Brief: What lines of the data below hold the string "CacheSettings"? Copy each one out.

Records provided:
________________________
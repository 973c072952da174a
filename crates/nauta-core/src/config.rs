//! Configuração do núcleo (arquivo TOML)
//!
//! Exemplo mínimo:
//!
//! ```toml
//! [cache]
//! ttl_secs = 10
//!
//! [[engines]]
//! id = "local"
//! endpoint = "tcp://127.0.0.1:2375"
//!
//! [[clusters]]
//! id = "prod"
//! kubeconfig = "~/.kube/config"
//! namespace = "default"
//! ```

use crate::error::{CoreError, CoreResult};
use crate::model::{BackendKind, BackendRegistration};
use crate::registry::validate_backend_id;
use crate::retry::CreateRetryPolicy;
use serde::{Deserialize, Serialize};
use std::collections::HashSet;
use std::fs;
use std::path::{Path, PathBuf};
use std::time::Duration;

/// Parâmetros de conexão de um backend. Opacos para o núcleo, usados
/// apenas na construção do adapter.
#[derive(Debug, Clone, PartialEq, Serialize, Deserialize)]
#[serde(tag = "type", rename_all = "snake_case")]
pub enum ConnectionParams {
    Engine(EngineConnection),
    Cluster(ClusterConnection),
}

impl ConnectionParams {
    pub fn backend_kind(&self) -> BackendKind {
        match self {
            ConnectionParams::Engine(_) => BackendKind::Engine,
            ConnectionParams::Cluster(_) => BackendKind::Cluster,
        }
    }
}

/// Arquivos PEM para TLS
#[derive(Debug, Clone, Default, PartialEq, Serialize, Deserialize)]
#[serde(default)]
pub struct TlsFiles {
    pub ca_cert: Option<PathBuf>,
    pub client_cert: Option<PathBuf>,
    pub client_key: Option<PathBuf>,
    pub insecure_skip_verify: bool,
}

/// Conexão com o engine de containers (Docker Engine API)
#[derive(Debug, Clone, PartialEq, Serialize, Deserialize)]
#[serde(default)]
pub struct EngineConnection {
    /// `tcp://host:porta`, `http://…` ou `https://…`
    pub endpoint: String,
    pub timeout_secs: u64,
    /// Versão da API fixada no prefixo das rotas (ex.: "1.43")
    pub api_version: Option<String>,
    pub tls: Option<TlsFiles>,
}

impl Default for EngineConnection {
    fn default() -> Self {
        Self {
            endpoint: "tcp://127.0.0.1:2375".to_string(),
            timeout_secs: 60,
            api_version: None,
            tls: None,
        }
    }
}

/// Conexão com um cluster Kubernetes
#[derive(Debug, Clone, PartialEq, Serialize, Deserialize)]
#[serde(default)]
pub struct ClusterConnection {
    pub server: Option<String>,
    pub token: Option<String>,
    pub token_file: Option<PathBuf>,
    pub ca_cert: Option<PathBuf>,
    pub kubeconfig: Option<PathBuf>,
    /// Contexto do kubeconfig; vazio usa o `current-context`
    pub context: Option<String>,
    pub in_cluster: bool,
    pub insecure_skip_verify: bool,
    /// Namespace padrão; ausente usa o do kubeconfig ou `default`
    pub namespace: Option<String>,
    pub timeout_secs: u64,
    /// Tamanho de página das listagens (`limit`/`continue`)
    pub page_size: u32,
}

impl Default for ClusterConnection {
    fn default() -> Self {
        Self {
            server: None,
            token: None,
            token_file: None,
            ca_cert: None,
            kubeconfig: None,
            context: None,
            in_cluster: false,
            insecure_skip_verify: false,
            namespace: None,
            timeout_secs: 30,
            page_size: 100,
        }
    }
}

#[derive(Debug, Clone, Copy, Default, PartialEq, Eq, Serialize, Deserialize)]
#[serde(rename_all = "lowercase")]
pub enum LogFormat {
    #[default]
    Pretty,
    Json,
}

#[derive(Debug, Clone, PartialEq, Serialize, Deserialize)]
#[serde(default)]
pub struct LoggingConfig {
    pub level: String,
    pub format: LogFormat,
    /// Se definido, os logs são anexados a este arquivo em vez do stderr
    pub file: Option<PathBuf>,
}

impl Default for LoggingConfig {
    fn default() -> Self {
        Self {
            level: "info".to_string(),
            format: LogFormat::Pretty,
            file: None,
        }
    }
}

#[derive(Debug, Clone, PartialEq, Serialize, Deserialize)]
#[serde(default)]
pub struct DispatcherSettings {
    pub action_timeout_secs: u64,
    pub max_retries: u32,
    pub backoff_base_ms: u64,
    pub backoff_factor: u32,
    pub backoff_cap_ms: u64,
    pub create_retry: CreateRetryPolicy,
    /// Idade máxima de um estado conhecido para que ele possa rejeitar uma ação
    pub state_staleness_secs: u64,
}

impl Default for DispatcherSettings {
    fn default() -> Self {
        Self {
            action_timeout_secs: 30,
            max_retries: 3,
            backoff_base_ms: 500,
            backoff_factor: 2,
            backoff_cap_ms: 5_000,
            create_retry: CreateRetryPolicy::Recheck,
            state_staleness_secs: 10,
        }
    }
}

#[derive(Debug, Clone, PartialEq, Serialize, Deserialize)]
#[serde(default)]
pub struct AggregatorSettings {
    pub max_parallelism: usize,
    pub list_timeout_secs: u64,
}

impl Default for AggregatorSettings {
    fn default() -> Self {
        Self {
            max_parallelism: 8,
            list_timeout_secs: 30,
        }
    }
}

#[derive(Debug, Clone, PartialEq, Serialize, Deserialize)]
#[serde(default)]
pub struct CacheSettings {
    pub enabled: bool,
    pub ttl_secs: u64,
}

impl Default for CacheSettings {
    fn default() -> Self {
        Self {
            enabled: true,
            ttl_secs: 10,
        }
    }
}

#[derive(Debug, Clone, Copy, Default, PartialEq, Eq, Serialize, Deserialize)]
#[serde(rename_all = "lowercase")]
pub enum AuditSinkKind {
    #[default]
    Sqlite,
    Jsonl,
    Memory,
}

#[derive(Debug, Clone, PartialEq, Serialize, Deserialize)]
#[serde(default)]
pub struct AuditSettings {
    pub sink: AuditSinkKind,
    /// Caminho do banco/arquivo; vazio usa o diretório de dados do usuário
    pub path: Option<PathBuf>,
    pub queue_capacity: usize,
    pub batch_size: usize,
    pub retry_base_ms: u64,
    pub retry_cap_ms: u64,
}

impl Default for AuditSettings {
    fn default() -> Self {
        Self {
            sink: AuditSinkKind::Sqlite,
            path: None,
            queue_capacity: 1024,
            batch_size: 64,
            retry_base_ms: 200,
            retry_cap_ms: 5_000,
        }
    }
}

impl AuditSettings {
    pub fn resolved_path(&self) -> PathBuf {
        if let Some(path) = &self.path {
            return path.clone();
        }
        let file = match self.sink {
            AuditSinkKind::Jsonl => "audit.jsonl",
            _ => "audit.db",
        };
        dirs::data_dir()
            .unwrap_or_else(|| PathBuf::from("."))
            .join("nauta")
            .join(file)
    }
}

/// Seção `[[engines]]`
#[derive(Debug, Clone, PartialEq, Serialize, Deserialize)]
pub struct EngineSection {
    pub id: String,
    pub display_name: Option<String>,
    #[serde(default = "default_true")]
    pub active: bool,
    #[serde(flatten)]
    pub connection: EngineConnection,
}

/// Seção `[[clusters]]`
#[derive(Debug, Clone, PartialEq, Serialize, Deserialize)]
pub struct ClusterSection {
    pub id: String,
    pub display_name: Option<String>,
    #[serde(default = "default_true")]
    pub active: bool,
    #[serde(flatten)]
    pub connection: ClusterConnection,
}

fn default_true() -> bool {
    true
}

#[derive(Debug, Clone, Default, PartialEq, Serialize, Deserialize)]
#[serde(default)]
pub struct CoreConfig {
    pub logging: LoggingConfig,
    pub dispatcher: DispatcherSettings,
    pub aggregator: AggregatorSettings,
    pub cache: CacheSettings,
    pub audit: AuditSettings,
    pub engines: Vec<EngineSection>,
    pub clusters: Vec<ClusterSection>,
}

/// Origem da configuração carregada por `CoreConfig::load_or_default`.
#[derive(Debug, Clone, PartialEq)]
pub enum ConfigOrigin {
    File(PathBuf),
    Defaults(PathBuf),
}

impl ConfigOrigin {
    pub fn is_default(&self) -> bool {
        matches!(self, ConfigOrigin::Defaults(_))
    }

    pub fn path(&self) -> &Path {
        match self {
            ConfigOrigin::File(p) | ConfigOrigin::Defaults(p) => p,
        }
    }
}

impl CoreConfig {
    /// Caminho padrão: `<config_dir>/nauta/config.toml`
    pub fn default_path() -> PathBuf {
        dirs::config_dir()
            .unwrap_or_else(|| PathBuf::from("."))
            .join("nauta")
            .join("config.toml")
    }

    pub fn from_toml(text: &str) -> CoreResult<Self> {
        let config: CoreConfig = toml::from_str(text)
            .map_err(|e| CoreError::validation(format!("configuração inválida: {e}")))?;
        config.validate()?;
        Ok(config)
    }

    pub fn load(path: &Path) -> CoreResult<Self> {
        let text = fs::read_to_string(path).map_err(|e| {
            CoreError::validation(format!(
                "falha ao ler configuração '{}': {e}",
                path.display()
            ))
        })?;
        Self::from_toml(&text)
    }

    /// Carrega o arquivo se existir; caso contrário usa os padrões.
    /// O aviso de arquivo ausente fica com o chamador, após iniciar o logging.
    pub fn load_or_default(path: Option<&Path>) -> CoreResult<(Self, ConfigOrigin)> {
        let path = path
            .map(Path::to_path_buf)
            .unwrap_or_else(Self::default_path);
        if path.exists() {
            let config = Self::load(&path)?;
            Ok((config, ConfigOrigin::File(path)))
        } else {
            Ok((Self::default(), ConfigOrigin::Defaults(path)))
        }
    }

    pub fn validate(&self) -> CoreResult<()> {
        let mut ids = HashSet::new();
        let mut names = HashSet::new();

        let engines = self
            .engines
            .iter()
            .map(|e| (&e.id, e.display_name.as_ref()));
        let clusters = self
            .clusters
            .iter()
            .map(|c| (&c.id, c.display_name.as_ref()));

        for (id, name) in engines.chain(clusters) {
            validate_backend_id(id)?;
            if !ids.insert(id.as_str()) {
                return Err(CoreError::validation(format!("backend '{id}' duplicado")));
            }
            let name = name.unwrap_or(id);
            if !names.insert(name.as_str()) {
                return Err(CoreError::validation(format!(
                    "nome de backend '{name}' duplicado"
                )));
            }
        }

        for engine in &self.engines {
            if engine.connection.endpoint.trim().is_empty() {
                return Err(CoreError::validation(format!(
                    "engine '{}' sem endpoint",
                    engine.id
                )));
            }
        }

        if self.aggregator.max_parallelism == 0 {
            return Err(CoreError::validation("aggregator.max_parallelism deve ser > 0"));
        }
        if self.audit.queue_capacity == 0 || self.audit.batch_size == 0 {
            return Err(CoreError::validation(
                "audit.queue_capacity e audit.batch_size devem ser > 0",
            ));
        }

        Ok(())
    }

    /// Converte as seções de backends em registros para o `BackendRegistry`.
    pub fn registrations(&self) -> Vec<BackendRegistration> {
        let engines = self.engines.iter().map(|e| {
            let mut reg = BackendRegistration::new(
                e.id.clone(),
                e.display_name.clone().unwrap_or_else(|| e.id.clone()),
                ConnectionParams::Engine(e.connection.clone()),
            );
            reg.active = e.active;
            reg
        });
        let clusters = self.clusters.iter().map(|c| {
            let mut reg = BackendRegistration::new(
                c.id.clone(),
                c.display_name.clone().unwrap_or_else(|| c.id.clone()),
                ConnectionParams::Cluster(c.connection.clone()),
            );
            reg.active = c.active;
            reg
        });
        engines.chain(clusters).collect()
    }

    pub fn action_timeout(&self) -> Duration {
        Duration::from_secs(self.dispatcher.action_timeout_secs)
    }

    pub fn cache_ttl(&self) -> Duration {
        Duration::from_secs(self.cache.ttl_secs)
    }
}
________________________
Answer to the exercise:
pub struct CacheSettings {
impl Default for CacheSettings {
    pub cache: CacheSettings,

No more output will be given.